The article fails to mention where the overtime funds come from. NOT simply the local tax payer. For example: the Rosebowl committee allocates their own funds for the parade and bowl events; Old Town businesses not just bring revenue and upkeep to the city, but contribute the funds for the added foot and vehicle patrols; Filming overtime and catering is paid for by the Production companies, not to mention they have to purchase permits and pay fines if they run out of time; Check points for DUI, seat-belt, etc. are paid from various grant programs which the PD works hard to maintain for its citizens . . . . As for the fire department's shifts: in excess of 40 hours a week are necessary. Take that up with the State. Pasadena is a nice city. Given the options in this world, be grateful.

posted by DiamondD on 8/20/10 @ 08:54 p.m.
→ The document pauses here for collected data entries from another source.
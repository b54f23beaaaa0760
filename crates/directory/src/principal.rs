use chrono::{DateTime, Utc};
use serde::{Deserialize, Serialize};

use tribunal_core::{DomainError, Entity, PrincipalId};

/// Plan tier: 0 = free, anything above is premium.
#[derive(Debug, Copy, Clone, PartialEq, Eq, Hash, Serialize, Deserialize, Default)]
#[serde(transparent)]
pub struct PlanTier(pub u8);

impl PlanTier {
    pub const FREE: PlanTier = PlanTier(0);

    pub fn is_free(&self) -> bool {
        self.0 == 0
    }

    pub fn as_u8(&self) -> u8 {
        self.0
    }
}

/// Link to an identity held by an external provider.
#[derive(Debug, Clone, PartialEq, Eq, Serialize, Deserialize)]
pub struct ExternalIdentity {
    pub provider: String,
    pub subject: String,
}

/// An authenticated identity (human user).
///
/// Exactly one of `password_hash` / `external_identity` is expected to be
/// set: accounts registered through a provider carry no local credential.
/// Email uniqueness is enforced by the store, not here.
#[derive(Debug, Clone, PartialEq, Eq, Serialize, Deserialize)]
pub struct Principal {
    pub id: PrincipalId,
    pub email: String,
    #[serde(skip_serializing, default)]
    pub password_hash: Option<String>,
    pub external_identity: Option<ExternalIdentity>,
    pub global_admin: bool,
    pub plan_tier: PlanTier,
    pub created_at: DateTime<Utc>,
    pub deleted_at: Option<DateTime<Utc>>,
}

impl Principal {
    /// Normalize and validate an email address (existence-level only).
    pub fn normalize_email(email: &str) -> Result<String, DomainError> {
        let email = email.trim().to_lowercase();
        if email.is_empty() || !email.contains('@') {
            return Err(DomainError::validation("invalid email address"));
        }
        Ok(email)
    }

    pub fn with_password(email: String, password_hash: String, now: DateTime<Utc>) -> Self {
        Self {
            id: PrincipalId::new(),
            email,
            password_hash: Some(password_hash),
            external_identity: None,
            global_admin: false,
            plan_tier: PlanTier::FREE,
            created_at: now,
            deleted_at: None,
        }
    }

    pub fn with_external_identity(
        email: String,
        identity: ExternalIdentity,
        now: DateTime<Utc>,
    ) -> Self {
        Self {
            id: PrincipalId::new(),
            email,
            password_hash: None,
            external_identity: Some(identity),
            global_admin: false,
            plan_tier: PlanTier::FREE,
            created_at: now,
            deleted_at: None,
        }
    }
}

impl Entity for Principal {
    type Id = PrincipalId;

    fn id(&self) -> &Self::Id {
        &self.id
    }
}
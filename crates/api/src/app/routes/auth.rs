use std::sync::Arc;

use axum::{
    Json, Router,
    extract::{Extension, Query},
    http::{HeaderMap, StatusCode},
    response::{IntoResponse, Redirect, Response},
    routing::{get, post},
};
use chrono::Utc;
use serde_json::json;

use tribunal_directory::{Directory, ExternalIdentity};

use crate::app::dto::{CallbackQuery, LoginRequest, RegisterRequest};
use crate::app::errors::{domain_error_response, json_error, respond, token_error_response};
use crate::app::services::AppServices;
use crate::middleware::extract_bearer;

pub fn router() -> Router {
    Router::new()
        .route("/api/auth/register", post(register))
        .route("/api/auth/login", post(login))
        .route("/api/auth/refresh", post(refresh))
        .route("/api/auth/discord", get(discord_redirect))
        .route("/api/auth/callback", get(callback))
}

async fn register(
    Extension(services): Extension<Arc<AppServices>>,
    Json(body): Json<RegisterRequest>,
) -> Response {
    match services.directory.register(&body.email, &body.password).await {
        Ok(_) => respond(StatusCode::OK, json!("account registered")),
        Err(e) => domain_error_response(e),
    }
}

async fn login(
    Extension(services): Extension<Arc<AppServices>>,
    Json(body): Json<LoginRequest>,
) -> Response {
    let principal = match services.directory.login(&body.email, &body.password).await {
        Ok(p) => p,
        Err(e) => return domain_error_response(e),
    };

    match services
        .credentials
        .issue(&Directory::token_principal(&principal), Utc::now())
    {
        Ok(issued) => respond(StatusCode::OK, json!(issued)),
        Err(e) => token_error_response(e),
    }
}

/// Re-validates the presented token and hands back a fresh one. Expired
/// tokens are refused; log in again instead.
async fn refresh(
    Extension(services): Extension<Arc<AppServices>>,
    headers: HeaderMap,
) -> Response {
    let token = match extract_bearer(&headers) {
        Ok(token) => token,
        Err(response) => return response,
    };

    match services.credentials.refresh(token, Utc::now()) {
        Ok(issued) => respond(StatusCode::OK, json!(issued)),
        Err(e) => token_error_response(e),
    }
}

async fn discord_redirect(Extension(services): Extension<Arc<AppServices>>) -> Response {
    match &services.identity {
        Some(provider) => {
            Redirect::temporary(&provider.authorize_url(&services.oauth_state)).into_response()
        }
        None => json_error(
            StatusCode::SERVICE_UNAVAILABLE,
            "provider_not_configured",
            "external login is not configured",
        ),
    }
}

async fn callback(
    Extension(services): Extension<Arc<AppServices>>,
    Query(query): Query<CallbackQuery>,
) -> Response {
    let Some(provider) = &services.identity else {
        return json_error(
            StatusCode::SERVICE_UNAVAILABLE,
            "provider_not_configured",
            "external login is not configured",
        );
    };

    if query.state != services.oauth_state {
        return json_error(StatusCode::BAD_REQUEST, "state_mismatch", "state does not match");
    }

    let identity = match provider.exchange(&query.code).await {
        Ok(identity) => identity,
        Err(e) => return domain_error_response(e),
    };

    let principal = match services
        .directory
        .register_external(
            &identity.email,
            ExternalIdentity {
                provider: provider.provider_name().to_string(),
                subject: identity.subject,
            },
        )
        .await
    {
        Ok(p) => p,
        Err(e) => return domain_error_response(e),
    };

    match services
        .credentials
        .issue(&Directory::token_principal(&principal), Utc::now())
    {
        Ok(issued) => respond(StatusCode::OK, json!(issued)),
        Err(e) => token_error_response(e),
    }
}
78% of fire employees earn more than 100k a year. Really? Do you think there might be an overtime scam going on here? Something like, "I'm going to call in sick tomorrow so you can cover my shift and then you do the same next week." Let's face it, you don't see them putting out a lot of fires in Pasadena. I would love to know what their level of sick time use is like compared to other departments in the city.

posted by shocked on 8/21/10 @ 09:20 a.m.